----- MATERIALS PROVIDED -----
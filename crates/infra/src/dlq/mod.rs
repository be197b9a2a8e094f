//! Dead-letter queue: entries, tier processors and the worker that drives them.
//!
//! ## Flow
//!
//! 1. The outbox relay writes a [`DlqEntry`] (tier resolved from the event
//!    type) and optionally fires a best-effort notify.
//! 2. [`DlqWorker`] sees the new entry on the DLQ change feed and dispatches
//!    it to the processor for its tier.
//! 3. The processor annotates the entry; entries are never deleted.

pub mod entry;
pub mod ledger;
pub mod notify;
pub mod processors;
pub mod records;
pub mod worker;

use thiserror::Error;

use eventrail_events::DlqTier;

use crate::store::StoreError;

pub use entry::{DlqEntry, DlqStatus, FailureKind};
pub use ledger::{DeliveredVia, DeliveryLedger, DeliveryLedgerEntry};
pub use notify::{DlqNotifier, HttpDlqNotifier, NotifyError, notify_in_background};
pub use processors::{ReviewRequiredProcessor, SafeAutoProcessor, SecurityBlockProcessor};
pub use records::{FrozenEntity, ReviewRequest, SecurityAlert, SecurityIncident, Severity};
pub use worker::{DlqWorker, SweepReport};

#[derive(Debug, Error)]
pub enum DlqError {
    #[error(transparent)]
    Store(#[from] StoreError),

    #[error("entry {dlq_id} is {found}, processor handles {expected}")]
    TierMismatch {
        dlq_id: String,
        expected: DlqTier,
        found: DlqTier,
    },
}
//! Tier-specific dead-letter processors.
//!
//! | tier | processor | replays? |
//! |------|-----------|----------|
//! | SAFE_AUTO | [`SafeAutoProcessor`] | yes, bounded, ledger-guarded |
//! | REVIEW_REQUIRED | [`ReviewRequiredProcessor`] | never automatically |
//! | SECURITY_BLOCK | [`SecurityBlockProcessor`] | never; holds no delivery handle |

use std::sync::Arc;

use chrono::Utc;
use tracing::{error, info, warn};

use eventrail_events::{DlqTier, EventEnvelope};

use super::records::{FrozenEntity, ReviewRequest, ReviewStatus, SecurityAlert, SecurityIncident, Severity};
use super::{DeliveredVia, DeliveryLedger, DlqEntry, DlqError, DlqStatus};
use crate::config::ReplayConfig;
use crate::delivery::Deliver;
use crate::store::DocumentStore;

fn ensure_tier(entry: &DlqEntry, expected: DlqTier) -> Result<(), DlqError> {
    if entry.dlq_level() != expected {
        return Err(DlqError::TierMismatch {
            dlq_id: entry.dlq_id().to_string(),
            expected,
            found: entry.dlq_level(),
        });
    }
    Ok(())
}

async fn save(
    dlq: &Arc<dyn DocumentStore<DlqEntry>>,
    mut entry: DlqEntry,
    status: DlqStatus,
    note: impl Into<String>,
) -> Result<DlqStatus, DlqError> {
    entry.annotate(status, note);
    let id = entry.dlq_id().to_string();
    dlq.upsert(&id, entry).await?;
    Ok(status)
}

/// Replays idempotent events automatically.
pub struct SafeAutoProcessor {
    dlq: Arc<dyn DocumentStore<DlqEntry>>,
    ledger: DeliveryLedger,
    deliver: Arc<dyn Deliver>,
    config: ReplayConfig,
}

impl SafeAutoProcessor {
    pub fn new(
        dlq: Arc<dyn DocumentStore<DlqEntry>>,
        ledger: DeliveryLedger,
        deliver: Arc<dyn Deliver>,
        config: ReplayConfig,
    ) -> Self {
        Self {
            dlq,
            ledger,
            deliver,
            config,
        }
    }

    pub async fn process(&self, entry: DlqEntry) -> Result<DlqStatus, DlqError> {
        ensure_tier(&entry, DlqTier::SafeAuto)?;
        if entry.status().is_processed() {
            return Ok(entry.status());
        }

        if let Some(key) = entry.idempotency_key() {
            if self.ledger.contains(key).await? {
                info!(dlq_id = %entry.dlq_id(), idempotency_key = key, "already delivered; replay skipped");
                return save(&self.dlq, entry, DlqStatus::AlreadyDelivered, "ledger hit").await;
            }
        }

        // The preserved bytes are replayed as-is so the idempotency key survives.
        let envelope = match EventEnvelope::from_json(entry.envelope()) {
            Ok(env) => env,
            Err(err) => {
                warn!(dlq_id = %entry.dlq_id(), error = %err, "dead-lettered envelope is corrupt; cannot replay");
                return save(&self.dlq, entry, DlqStatus::ReplayFailed, format!("corrupt envelope: {err}"))
                    .await;
            }
        };

        let mut last_error = String::new();
        for attempt in 1..=self.config.max_attempts {
            match self.deliver.deliver(envelope.lane(), envelope.clone()).await {
                Ok(()) => {
                    self.ledger.record(&envelope, DeliveredVia::Replay).await?;
                    info!(
                        dlq_id = %entry.dlq_id(),
                        event_id = %envelope.event_id(),
                        trace_id = %envelope.trace_id(),
                        attempt,
                        "dead-lettered event replayed"
                    );
                    return save(&self.dlq, entry, DlqStatus::Replayed, format!("replayed on attempt {attempt}"))
                        .await;
                }
                Err(err) => {
                    warn!(dlq_id = %entry.dlq_id(), attempt, error = %err, "replay attempt failed");
                    last_error = err.to_string();
                    if attempt < self.config.max_attempts {
                        tokio::time::sleep(self.config.backoff).await;
                    }
                }
            }
        }

        error!(dlq_id = %entry.dlq_id(), error = %last_error, "replay exhausted");
        save(&self.dlq, entry, DlqStatus::ReplayFailed, format!("replay exhausted: {last_error}")).await
    }
}

/// Parks financial / irreversible events for a human.
pub struct ReviewRequiredProcessor {
    dlq: Arc<dyn DocumentStore<DlqEntry>>,
    reviews: Arc<dyn DocumentStore<ReviewRequest>>,
}

impl ReviewRequiredProcessor {
    pub fn new(
        dlq: Arc<dyn DocumentStore<DlqEntry>>,
        reviews: Arc<dyn DocumentStore<ReviewRequest>>,
    ) -> Self {
        Self { dlq, reviews }
    }

    pub async fn process(&self, entry: DlqEntry) -> Result<DlqStatus, DlqError> {
        ensure_tier(&entry, DlqTier::ReviewRequired)?;
        if entry.status().is_processed() {
            return Ok(entry.status());
        }

        let request = ReviewRequest {
            review_id: entry.dlq_id().to_string(),
            dlq_id: entry.dlq_id().clone(),
            idempotency_key: entry.idempotency_key().map(str::to_string),
            event_type: entry.event_type().to_string(),
            requested_at: Utc::now(),
            status: ReviewStatus::AwaitingReview,
        };
        self.reviews.create(&request.review_id, request.clone()).await?;

        warn!(
            dlq_id = %entry.dlq_id(),
            event_type = entry.event_type(),
            "dead-lettered event awaiting operator review"
        );
        save(&self.dlq, entry, DlqStatus::AwaitingReview, format!("review {}", request.review_id)).await
    }
}

/// Freezes the aggregate and escalates. There is no replay path.
pub struct SecurityBlockProcessor {
    dlq: Arc<dyn DocumentStore<DlqEntry>>,
    frozen: Arc<dyn DocumentStore<FrozenEntity>>,
    alerts: Arc<dyn DocumentStore<SecurityAlert>>,
    incidents: Arc<dyn DocumentStore<SecurityIncident>>,
}

impl SecurityBlockProcessor {
    pub fn new(
        dlq: Arc<dyn DocumentStore<DlqEntry>>,
        frozen: Arc<dyn DocumentStore<FrozenEntity>>,
        alerts: Arc<dyn DocumentStore<SecurityAlert>>,
        incidents: Arc<dyn DocumentStore<SecurityIncident>>,
    ) -> Self {
        Self {
            dlq,
            frozen,
            alerts,
            incidents,
        }
    }

    pub async fn process(&self, entry: DlqEntry) -> Result<DlqStatus, DlqError> {
        ensure_tier(&entry, DlqTier::SecurityBlock)?;
        if entry.status().is_processed() {
            return Ok(entry.status());
        }

        let now = Utc::now();
        let reason = format!("{} dead-lettered: {}", entry.event_type(), entry.last_error());

        match entry.aggregate_id() {
            Some(aggregate_id) => {
                let marker = FrozenEntity {
                    aggregate_id: aggregate_id.to_string(),
                    dlq_id: entry.dlq_id().clone(),
                    reason: reason.clone(),
                    frozen_at: now,
                };
                self.frozen.create(aggregate_id, marker).await?;
            }
            None => warn!(dlq_id = %entry.dlq_id(), "aggregate unknown (corrupt envelope); nothing to freeze"),
        }

        let alert = SecurityAlert {
            alert_id: format!("alert__{}", entry.dlq_id()),
            severity: Severity::Critical,
            dlq_id: entry.dlq_id().clone(),
            event_type: entry.event_type().to_string(),
            aggregate_id: entry.aggregate_id().map(str::to_string),
            message: reason,
            raised_at: now,
        };
        self.alerts.create(&alert.alert_id, alert.clone()).await?;

        let incident = SecurityIncident::open(
            entry.dlq_id().clone(),
            entry.event_type(),
            entry.aggregate_id().map(str::to_string),
            entry.idempotency_key().map(str::to_string),
        );
        self.incidents.create(incident.incident_id(), incident.clone()).await?;

        error!(
            dlq_id = %entry.dlq_id(),
            event_type = entry.event_type(),
            aggregate_id = entry.aggregate_id().unwrap_or("unknown"),
            incident_id = incident.incident_id(),
            "security event dead-lettered; aggregate frozen"
        );
        save(&self.dlq, entry, DlqStatus::SecurityBlocked, format!("incident {}", incident.incident_id())).await
    }
}
use chrono::{DateTime, Utc};
use serde::{Deserialize, Serialize};

use eventrail_core::DlqId;
use eventrail_events::{DlqTier, EventEnvelope, Lane};

use crate::outbox::OutboxRecord;

/// Why a record was dead-lettered.
#[derive(Debug, Copy, Clone, PartialEq, Eq, Serialize, Deserialize)]
#[serde(rename_all = "snake_case")]
pub enum FailureKind {
    /// The stored envelope could not be deserialized. Never retried.
    Corruption,
    /// Every delivery attempt failed.
    DeliveryExhausted,
}

/// Processing annotation written by the tier processors.
#[derive(Debug, Copy, Clone, PartialEq, Eq, Hash, Serialize, Deserialize)]
#[serde(rename_all = "snake_case")]
pub enum DlqStatus {
    /// Written by the relay, not yet picked up by a processor.
    Pending,
    AlreadyDelivered,
    Replayed,
    ReplayFailed,
    AwaitingReview,
    SecurityBlocked,
}

impl DlqStatus {
    pub fn is_processed(self) -> bool {
        !matches!(self, DlqStatus::Pending)
    }
}

/// Dead-letter entry, one per failed outbox document.
///
/// The original serialized envelope is kept byte-for-byte so a replay carries
/// the original idempotency key. Entries are never deleted; processors only
/// annotate `status`/`notes`.
#[derive(Debug, Clone, PartialEq, Serialize, Deserialize)]
#[serde(rename_all = "camelCase")]
pub struct DlqEntry {
    dlq_id: DlqId,
    dlq_level: DlqTier,
    source_lane: Lane,
    source_collection: String,
    source_doc_id: String,
    event_type: String,
    envelope: String,
    #[serde(default)]
    idempotency_key: Option<String>,
    #[serde(default)]
    aggregate_id: Option<String>,
    failure_kind: FailureKind,
    first_failed_at: DateTime<Utc>,
    attempt_count: u32,
    last_error: String,
    status: DlqStatus,
    updated_at: DateTime<Utc>,
    #[serde(default)]
    notes: Vec<String>,
}

impl DlqEntry {
    /// Build an entry for a failed outbox document.
    ///
    /// `parsed` is the envelope when it could be deserialized; the tier is
    /// always taken from the record's event type so corrupt envelopes are
    /// still tiered.
    pub fn from_outbox(
        source_collection: &str,
        doc_id: &str,
        record: &OutboxRecord,
        parsed: Option<&EventEnvelope>,
        failure_kind: FailureKind,
        last_error: impl Into<String>,
    ) -> Self {
        let now = Utc::now();
        Self {
            dlq_id: DlqId::for_source(source_collection, doc_id),
            dlq_level: DlqTier::for_event_type(&record.event_type),
            source_lane: record.lane,
            source_collection: source_collection.to_string(),
            source_doc_id: doc_id.to_string(),
            event_type: record.event_type.clone(),
            envelope: record.envelope.clone(),
            idempotency_key: parsed.map(|e| e.idempotency_key().to_string()),
            aggregate_id: parsed.map(|e| e.aggregate_id().to_string()),
            failure_kind,
            first_failed_at: record.first_failed_at.unwrap_or(now),
            attempt_count: record.attempt_count,
            last_error: last_error.into(),
            status: DlqStatus::Pending,
            updated_at: now,
            notes: Vec::new(),
        }
    }

    pub fn dlq_id(&self) -> &DlqId {
        &self.dlq_id
    }

    pub fn dlq_level(&self) -> DlqTier {
        self.dlq_level
    }

    pub fn source_lane(&self) -> Lane {
        self.source_lane
    }

    pub fn source_collection(&self) -> &str {
        &self.source_collection
    }

    pub fn source_doc_id(&self) -> &str {
        &self.source_doc_id
    }

    pub fn event_type(&self) -> &str {
        &self.event_type
    }

    /// The original serialized envelope, unmodified.
    pub fn envelope(&self) -> &str {
        &self.envelope
    }

    pub fn idempotency_key(&self) -> Option<&str> {
        self.idempotency_key.as_deref()
    }

    pub fn aggregate_id(&self) -> Option<&str> {
        self.aggregate_id.as_deref()
    }

    pub fn failure_kind(&self) -> FailureKind {
        self.failure_kind
    }

    pub fn first_failed_at(&self) -> DateTime<Utc> {
        self.first_failed_at
    }

    pub fn attempt_count(&self) -> u32 {
        self.attempt_count
    }

    pub fn last_error(&self) -> &str {
        &self.last_error
    }

    pub fn status(&self) -> DlqStatus {
        self.status
    }

    pub fn notes(&self) -> &[String] {
        &self.notes
    }

    /// Record a processing outcome.
    pub fn annotate(&mut self, status: DlqStatus, note: impl Into<String>) {
        self.status = status;
        self.updated_at = Utc::now();
        self.notes.push(note.into());
    }
}

#[cfg(test)]
mod tests {
    use super::*;
    use eventrail_core::{AggregateId, EventId, TraceId};

    #[test]
    fn corrupt_envelope_is_tiered_from_record_metadata() {
        let record = OutboxRecord::from_raw("{oops", "role.granted", Lane::Critical);
        let entry =
            DlqEntry::from_outbox("outbox", "doc-1", &record, None, FailureKind::Corruption, "bad");

        assert_eq!(entry.dlq_id().as_str(), "outbox__doc-1");
        assert_eq!(entry.dlq_level(), DlqTier::SecurityBlock);
        assert_eq!(entry.envelope(), "{oops");
        assert!(entry.idempotency_key().is_none());
        assert_eq!(entry.status(), DlqStatus::Pending);
    }

    #[test]
    fn parsed_envelope_contributes_idempotency_key() {
        let env = EventEnvelope::new(
            EventId::new(),
            AggregateId::parse("wallet-1").unwrap(),
            2,
            TraceId::parse("t").unwrap(),
            "wallet.debited",
            serde_json::json!({ "amount": 5 }),
        );
        let record = OutboxRecord::pending(&env).unwrap();
        let entry = DlqEntry::from_outbox(
            "outbox",
            "doc-2",
            &record,
            Some(&env),
            FailureKind::DeliveryExhausted,
            "timeout",
        );

        assert_eq!(entry.idempotency_key(), Some(env.idempotency_key()));
        assert_eq!(entry.aggregate_id(), Some("wallet-1"));
        assert_eq!(entry.envelope(), record.envelope);
    }
}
-----
■ WHAT TO PRODUCE ■
Every line from the data above that contains "SecurityBlocked" must appear in the answer.

■ RESPONSE AREA ■
        save(&self.dlq, entry, DlqStatus::SecurityBlocked, format!("incident {}", incident.incident_id())).await
    SecurityBlocked,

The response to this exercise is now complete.